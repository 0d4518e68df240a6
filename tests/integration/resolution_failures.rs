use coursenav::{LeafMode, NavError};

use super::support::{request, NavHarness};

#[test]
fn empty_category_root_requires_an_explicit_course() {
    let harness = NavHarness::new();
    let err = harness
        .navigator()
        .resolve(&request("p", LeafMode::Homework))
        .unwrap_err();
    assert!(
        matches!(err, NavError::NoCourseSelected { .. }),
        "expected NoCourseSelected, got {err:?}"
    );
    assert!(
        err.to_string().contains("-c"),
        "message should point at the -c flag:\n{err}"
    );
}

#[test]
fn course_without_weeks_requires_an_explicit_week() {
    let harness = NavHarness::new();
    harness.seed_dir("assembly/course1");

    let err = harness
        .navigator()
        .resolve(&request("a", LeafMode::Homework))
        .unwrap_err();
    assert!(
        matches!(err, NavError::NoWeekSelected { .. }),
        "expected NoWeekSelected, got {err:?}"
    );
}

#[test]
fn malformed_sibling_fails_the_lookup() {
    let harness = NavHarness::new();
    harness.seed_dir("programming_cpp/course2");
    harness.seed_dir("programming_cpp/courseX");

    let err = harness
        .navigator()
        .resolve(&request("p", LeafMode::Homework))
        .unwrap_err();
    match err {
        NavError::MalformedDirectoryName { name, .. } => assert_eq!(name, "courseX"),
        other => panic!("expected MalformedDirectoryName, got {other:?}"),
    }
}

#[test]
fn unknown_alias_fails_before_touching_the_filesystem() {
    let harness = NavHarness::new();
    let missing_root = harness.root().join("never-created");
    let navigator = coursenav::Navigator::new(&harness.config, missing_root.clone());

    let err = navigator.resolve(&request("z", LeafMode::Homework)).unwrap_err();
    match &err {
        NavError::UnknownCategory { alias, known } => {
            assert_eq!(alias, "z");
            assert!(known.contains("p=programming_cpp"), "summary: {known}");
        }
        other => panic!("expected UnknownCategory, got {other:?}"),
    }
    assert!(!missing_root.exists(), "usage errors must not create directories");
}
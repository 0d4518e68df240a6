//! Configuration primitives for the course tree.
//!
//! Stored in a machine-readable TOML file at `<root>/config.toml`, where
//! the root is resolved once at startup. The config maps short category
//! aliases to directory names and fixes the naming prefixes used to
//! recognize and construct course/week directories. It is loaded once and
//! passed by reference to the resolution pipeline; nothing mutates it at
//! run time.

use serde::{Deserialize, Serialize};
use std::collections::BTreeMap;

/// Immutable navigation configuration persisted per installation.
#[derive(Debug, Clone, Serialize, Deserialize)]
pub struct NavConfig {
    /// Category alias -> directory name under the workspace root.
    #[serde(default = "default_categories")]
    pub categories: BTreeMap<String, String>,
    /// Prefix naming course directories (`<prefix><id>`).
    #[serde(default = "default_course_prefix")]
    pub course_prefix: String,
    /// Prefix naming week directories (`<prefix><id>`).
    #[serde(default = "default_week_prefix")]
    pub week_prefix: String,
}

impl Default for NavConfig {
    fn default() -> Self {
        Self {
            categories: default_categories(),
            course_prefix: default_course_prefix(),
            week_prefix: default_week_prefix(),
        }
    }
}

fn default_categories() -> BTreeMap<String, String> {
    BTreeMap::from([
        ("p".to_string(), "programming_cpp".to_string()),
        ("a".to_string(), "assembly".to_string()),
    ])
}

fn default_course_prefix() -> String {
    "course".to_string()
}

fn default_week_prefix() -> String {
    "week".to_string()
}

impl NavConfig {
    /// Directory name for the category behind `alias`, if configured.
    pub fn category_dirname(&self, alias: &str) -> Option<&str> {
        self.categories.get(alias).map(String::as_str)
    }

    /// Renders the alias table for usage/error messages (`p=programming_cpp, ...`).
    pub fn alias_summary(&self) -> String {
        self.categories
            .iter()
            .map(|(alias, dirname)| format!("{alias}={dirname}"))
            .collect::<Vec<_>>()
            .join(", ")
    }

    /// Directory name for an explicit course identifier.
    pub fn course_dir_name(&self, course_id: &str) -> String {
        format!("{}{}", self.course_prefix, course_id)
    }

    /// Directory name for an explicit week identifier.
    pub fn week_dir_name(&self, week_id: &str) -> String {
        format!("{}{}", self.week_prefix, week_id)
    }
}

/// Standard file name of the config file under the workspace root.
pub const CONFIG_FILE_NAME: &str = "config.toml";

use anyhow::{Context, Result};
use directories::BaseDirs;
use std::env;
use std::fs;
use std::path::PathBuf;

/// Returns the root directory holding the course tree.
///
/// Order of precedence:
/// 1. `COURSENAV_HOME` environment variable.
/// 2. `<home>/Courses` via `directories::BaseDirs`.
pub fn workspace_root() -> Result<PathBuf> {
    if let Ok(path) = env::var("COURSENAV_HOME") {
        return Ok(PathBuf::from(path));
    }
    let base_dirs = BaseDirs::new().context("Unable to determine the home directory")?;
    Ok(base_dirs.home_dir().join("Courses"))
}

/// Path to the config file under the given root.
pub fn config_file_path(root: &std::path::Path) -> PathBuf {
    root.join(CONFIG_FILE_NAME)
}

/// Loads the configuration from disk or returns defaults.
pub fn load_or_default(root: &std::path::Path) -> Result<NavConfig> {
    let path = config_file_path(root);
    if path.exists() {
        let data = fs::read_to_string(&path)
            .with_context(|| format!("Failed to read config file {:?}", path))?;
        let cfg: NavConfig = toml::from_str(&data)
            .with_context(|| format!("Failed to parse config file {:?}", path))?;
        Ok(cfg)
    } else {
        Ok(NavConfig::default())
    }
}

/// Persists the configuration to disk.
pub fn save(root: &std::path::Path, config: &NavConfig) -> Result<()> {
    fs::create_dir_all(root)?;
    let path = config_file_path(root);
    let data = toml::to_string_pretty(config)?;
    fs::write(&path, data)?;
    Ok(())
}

**WORK REQUIRED:**
Repeat the entire listing above without changing a word.

**OUTPUT OF THE TASK:**
repository 0d4518e68df240a6
filename tests/integration/resolution_failures.rs
use coursenav::{LeafMode, NavError};

use super::support::{request, NavHarness};

#[test]
fn empty_category_root_requires_an_explicit_course() {
    let harness = NavHarness::new();
    let err = harness
        .navigator()
        .resolve(&request("p", LeafMode::Homework))
        .unwrap_err();
    assert!(
        matches!(err, NavError::NoCourseSelected { .. }),
        "expected NoCourseSelected, got {err:?}"
    );
    assert!(
        err.to_string().contains("-c"),
        "message should point at the -c flag:\n{err}"
    );
}

#[test]
fn course_without_weeks_requires_an_explicit_week() {
    let harness = NavHarness::new();
    harness.seed_dir("assembly/course1");

    let err = harness
        .navigator()
        .resolve(&request("a", LeafMode::Homework))
        .unwrap_err();
    assert!(
        matches!(err, NavError::NoWeekSelected { .. }),
        "expected NoWeekSelected, got {err:?}"
    );
}

#[test]
fn malformed_sibling_fails_the_lookup() {
    let harness = NavHarness::new();
    harness.seed_dir("programming_cpp/course2");
    harness.seed_dir("programming_cpp/courseX");

    let err = harness
        .navigator()
        .resolve(&request("p", LeafMode::Homework))
        .unwrap_err();
    match err {
        NavError::MalformedDirectoryName { name, .. } => assert_eq!(name, "courseX"),
        other => panic!("expected MalformedDirectoryName, got {other:?}"),
    }
}

#[test]
fn unknown_alias_fails_before_touching_the_filesystem() {
    let harness = NavHarness::new();
    let missing_root = harness.root().join("never-created");
    let navigator = coursenav::Navigator::new(&harness.config, missing_root.clone());

    let err = navigator.resolve(&request("z", LeafMode::Homework)).unwrap_err();
    match &err {
        NavError::UnknownCategory { alias, known } => {
            assert_eq!(alias, "z");
            assert!(known.contains("p=programming_cpp"), "summary: {known}");
        }
        other => panic!("expected UnknownCategory, got {other:?}"),
    }
    assert!(!missing_root.exists(), "usage errors must not create directories");
}
repository 0d4518e68df240a6
//! Configuration primitives for the course tree.
//!
//! Stored in a machine-readable TOML file at `<root>/config.toml`, where
//! the root is resolved once at startup. The config maps short category
//! aliases to directory names and fixes the naming prefixes used to
//! recognize and construct course/week directories. It is loaded once and
//! passed by reference to the resolution pipeline; nothing mutates it at
//! run time.

use serde::{Deserialize, Serialize};
use std::collections::BTreeMap;

/// Immutable navigation configuration persisted per installation.
#[derive(Debug, Clone, Serialize, Deserialize)]
pub struct NavConfig {
    /// Category alias -> directory name under the workspace root.
    #[serde(default = "default_categories")]
    pub categories: BTreeMap<String, String>,
    /// Prefix naming course directories (`<prefix><id>`).
    #[serde(default = "default_course_prefix")]
    pub course_prefix: String,
    /// Prefix naming week directories (`<prefix><id>`).
    #[serde(default = "default_week_prefix")]
    pub week_prefix: String,
}

impl Default for NavConfig {
    fn default() -> Self {
        Self {
            categories: default_categories(),
            course_prefix: default_course_prefix(),
            week_prefix: default_week_prefix(),
        }
    }
}

fn default_categories() -> BTreeMap<String, String> {
    BTreeMap::from([
        ("p".to_string(), "programming_cpp".to_string()),
        ("a".to_string(), "assembly".to_string()),
    ])
}

fn default_course_prefix() -> String {
    "course".to_string()
}

fn default_week_prefix() -> String {
    "week".to_string()
}

impl NavConfig {
    /// Directory name for the category behind `alias`, if configured.
    pub fn category_dirname(&self, alias: &str) -> Option<&str> {
        self.categories.get(alias).map(String::as_str)
    }

    /// Renders the alias table for usage/error messages (`p=programming_cpp, ...`).
    pub fn alias_summary(&self) -> String {
        self.categories
            .iter()
            .map(|(alias, dirname)| format!("{alias}={dirname}"))
            .collect::<Vec<_>>()
            .join(", ")
    }

    /// Directory name for an explicit course identifier.
    pub fn course_dir_name(&self, course_id: &str) -> String {
        format!("{}{}", self.course_prefix, course_id)
    }

    /// Directory name for an explicit week identifier.
    pub fn week_dir_name(&self, week_id: &str) -> String {
        format!("{}{}", self.week_prefix, week_id)
    }
}

/// Standard file name of the config file under the workspace root.
pub const CONFIG_FILE_NAME: &str = "config.toml";

use anyhow::{Context, Result};
use directories::BaseDirs;
use std::env;
use std::fs;
use std::path::PathBuf;

/// Returns the root directory holding the course tree.
///
/// Order of precedence:
/// 1. `COURSENAV_HOME` environment variable.
/// 2. `<home>/Courses` via `directories::BaseDirs`.
pub fn workspace_root() -> Result<PathBuf> {
    if let Ok(path) = env::var("COURSENAV_HOME") {
        return Ok(PathBuf::from(path));
    }
    let base_dirs = BaseDirs::new().context("Unable to determine the home directory")?;
    Ok(base_dirs.home_dir().join("Courses"))
}

/// Path to the config file under the given root.
pub fn config_file_path(root: &std::path::Path) -> PathBuf {
    root.join(CONFIG_FILE_NAME)
}

/// Loads the configuration from disk or returns defaults.
pub fn load_or_default(root: &std::path::Path) -> Result<NavConfig> {
    let path = config_file_path(root);
    if path.exists() {
        let data = fs::read_to_string(&path)
            .with_context(|| format!("Failed to read config file {:?}", path))?;
        let cfg: NavConfig = toml::from_str(&data)
            .with_context(|| format!("Failed to parse config file {:?}", path))?;
        Ok(cfg)
    } else {
        Ok(NavConfig::default())
    }
}

/// Persists the configuration to disk.
pub fn save(root: &std::path::Path, config: &NavConfig) -> Result<()> {
    fs::create_dir_all(root)?;
    let path = config_file_path(root);
    let data = toml::to_string_pretty(config)?;
    fs::write(&path, data)?;
    Ok(())
}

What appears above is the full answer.